My mom was a product of the Great Depression, so she was always worried about money, always pinching pennies, and constately motivated by fear of loss.

I've tried to rise above that somewhat, inspired by her example:
a) Enjoy money and enjoy my youth; expect I could save later in life to retire, etc.
b) Travel and explore other cultures and lifestyles. Do it while I'm young.
c) Work hard on things that interest me; self-taught technologist and professional programmer.

Later, I realize I reach the end of my main career. But I have always depended on corps to give me a job..
Working for others, leads to it's own problems(!)

But I always assumed starting my own business, would be even more work. And I always worried I would not "own it, it would own me" kind of thing..

On the other hand, my brother has always been self employed; mom and pop style. No employees, but no boss either. I always respected that, but he lives on the edge, off the grid, no health insurance, scraps by his whole life. Never scaled the biz.

Long story short; it's a gamble any way you go, but lately, i'm ready to be self employed, and I'm ready to be my own boss, and I need to find my motivations inside of me; new ones, based on lack of fear, based on my own passions, and most of all, based on having some fun with the rest of my career.

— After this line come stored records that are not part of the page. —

//! Configuration loading, defaults and clamped setters.
//!
//! The file is read once at startup; runtime mutations happen through
//! setters that clamp out-of-range values at the boundary so invalid
//! levels or timings never reach the state machine. Persisting changes
//! back to disk belongs to the settings UI, not the daemon core.

use anyhow::{Context, Result};
use serde::{Deserialize, Serialize};
use std::path::Path;
use tracing::warn;

use crate::overlay::Color;

/// Settings shared by every monitor controller.
#[derive(Debug, Clone, Serialize, Deserialize)]
#[serde(default)]
pub struct GlobalConfig {
    /// Seconds without activity before a monitor dims (>= 1).
    pub inactivity_limit_seconds: u64,

    /// Total dim fade duration in seconds (> 0).
    pub fade_duration_seconds: f64,

    /// Number of discrete fade steps (>= 1).
    pub fade_steps: u32,

    /// Global override: while true, nothing may stay dimmed.
    pub awake_mode: bool,
}

impl Default for GlobalConfig {
    fn default() -> Self {
        Self {
            inactivity_limit_seconds: 10,
            fade_duration_seconds: 0.5,
            fade_steps: 10,
            awake_mode: false,
        }
    }
}

impl GlobalConfig {
    /// Clamp out-of-range values loaded from disk.
    pub fn sanitize(&mut self) {
        if self.inactivity_limit_seconds < 1 {
            warn!("inactivity_limit_seconds below 1, clamping");
            self.inactivity_limit_seconds = 1;
        }
        if self.fade_duration_seconds <= 0.0 || self.fade_duration_seconds.is_nan() {
            warn!(
                "fade_duration_seconds {} not positive, using default",
                self.fade_duration_seconds
            );
            self.fade_duration_seconds = Self::default().fade_duration_seconds;
        }
        if self.fade_steps < 1 {
            warn!("fade_steps below 1, clamping");
            self.fade_steps = 1;
        }
    }

    pub fn set_inactivity_limit(&mut self, seconds: u64) {
        self.inactivity_limit_seconds = seconds.max(1);
    }

    pub fn set_fade_duration(&mut self, seconds: f64) {
        if seconds > 0.0 {
            self.fade_duration_seconds = seconds;
        } else {
            warn!("Rejecting non-positive fade duration {}", seconds);
        }
    }

    pub fn set_fade_steps(&mut self, steps: u32) {
        self.fade_steps = steps.max(1);
    }
}

/// Per-monitor settings.
///
/// `display_index` and `hardware_index` are independent: the display
/// enumeration and the DDC enumeration are not guaranteed to agree in
/// order, so the user can remap either one separately.
#[derive(Debug, Clone, Serialize, Deserialize)]
#[serde(default)]
pub struct MonitorConfig {
    /// Stable user-facing ordinal, never changed after creation.
    pub monitor_index: usize,

    /// Index into the display geometry enumeration.
    pub display_index: usize,

    /// Index into the hardware brightness enumeration.
    pub hardware_index: usize,

    pub hardware_dimming_enabled: bool,
    pub software_dimming_enabled: bool,

    /// Percent reduction applied to the current luminance, 1..=100.
    pub hardware_dim_level: u8,

    /// Target overlay opacity, 0.0..=1.0.
    pub software_dim_level: f64,

    /// Overlay fill color as `#rrggbb`.
    pub overlay_color: String,
}

impl Default for MonitorConfig {
    fn default() -> Self {
        Self {
            monitor_index: 0,
            display_index: 0,
            hardware_index: 0,
            hardware_dimming_enabled: true,
            software_dimming_enabled: true,
            hardware_dim_level: 30,
            software_dim_level: 0.5,
            overlay_color: "#000000".to_string(),
        }
    }
}

impl MonitorConfig {
    /// Default entry for an auto-enumerated display, with all indices
    /// pointing at the same ordinal.
    pub fn for_display(index: usize) -> Self {
        Self {
            monitor_index: index,
            display_index: index,
            hardware_index: index,
            ..Self::default()
        }
    }

    /// Clamp out-of-range levels loaded from disk.
    pub fn sanitize(&mut self) {
        if !(1..=100).contains(&self.hardware_dim_level) {
            warn!(
                "monitor {}: hardware_dim_level {} out of range, clamping",
                self.monitor_index, self.hardware_dim_level
            );
            self.hardware_dim_level = self.hardware_dim_level.clamp(1, 100);
        }
        if !(0.0..=1.0).contains(&self.software_dim_level) {
            warn!(
                "monitor {}: software_dim_level {} out of range, clamping",
                self.monitor_index, self.software_dim_level
            );
            self.software_dim_level = if self.software_dim_level.is_nan() {
                Self::default().software_dim_level
            } else {
                self.software_dim_level.clamp(0.0, 1.0)
            };
        }
    }

    /// Parsed overlay color, falling back to black on a malformed value.
    pub fn color(&self) -> Color {
        self.overlay_color.parse().unwrap_or_else(|e| {
            warn!("monitor {}: {}, using black", self.monitor_index, e);
            Color::BLACK
        })
    }
}

/// Complete daemon configuration.
#[derive(Debug, Clone, Default, Serialize, Deserialize)]
#[serde(default)]
pub struct Config {
    pub global: GlobalConfig,
    pub monitors: Vec<MonitorConfig>,
}

impl Config {
    /// Load configuration from a file path.
    pub fn load(path: &Path) -> Result<Self> {
        let content = std::fs::read_to_string(path)
            .with_context(|| format!("Failed to read config file: {}", path.display()))?;
        let mut config: Config = toml::from_str(&content)
            .with_context(|| format!("Failed to parse config file: {}", path.display()))?;
        config.sanitize();
        Ok(config)
    }

    /// Load configuration from the default path, or return defaults if not found.
    pub fn load_or_default(path: Option<&Path>) -> Result<Self> {
        if let Some(p) = path {
            return Self::load(p);
        }

        if let Some(config_dir) = dirs::config_dir() {
            let default_path = config_dir.join("monitor-napd").join("config.toml");
            if default_path.exists() {
                return Self::load(&default_path);
            }
        }

        Ok(Self::default())
    }

    fn sanitize(&mut self) {
        self.global.sanitize();
        for monitor in &mut self.monitors {
            monitor.sanitize();
        }
    }
}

I think my fear of loss comes from something similar. Growing up we were not well off financially. Don't get me wrong, I had a wonderful childhood that afforded me many opportunities to enjoy life. No regrets at all.
Not having the ability to buy what I wanted, go where we wanted, and see the stress of money throughout my family it has to be a driver for me. Finally realizing it.
Work has allowed me to travel, buy material things, and create a comfortable life. I could have done that working for someone but the other driving force in my upbringing compelled me to do more. As a kid I was blessed with great school smarts. It was a small town so everyone knew it as I won the school awards, etc. I was always told that I could do whatever I wanted, that I was going to be a businessman and that the sky was the limit.
I realize that it is...as long as you work hard.
I get excited for people as they decide whether or not to go into business for yourself. You will get to know yourself in a different way.
Are you ready to work like a bandit so that one day you won't have to?
Do you want to build something that takes care of you someday or do you want something to take care of?
Are you ready to risk what you have to possibly achieve it?

There are no wrong answers, just your answers. It is not right or wrong no matter what you choose.

I remember deciding what my answers were. Unfortunately I didn't know the extent of the impact of my answers. Now I am working to figure a few answers out.
Several people have come to me when making the same decision for themselves. Sometimes they jumped at an opportunity, other times they decided not right for them. Always an exciting process though and I hope that you find it as worthwhile.

One of the most impactful things that I heard from someone not related to me was a quote that has me pushing and working more than I had initially planned.
In the words of Jim Rohn..."If you could do better...should you?"

Long enough reply. I think I am going to write some thoughts around that quote..my next blog maybe.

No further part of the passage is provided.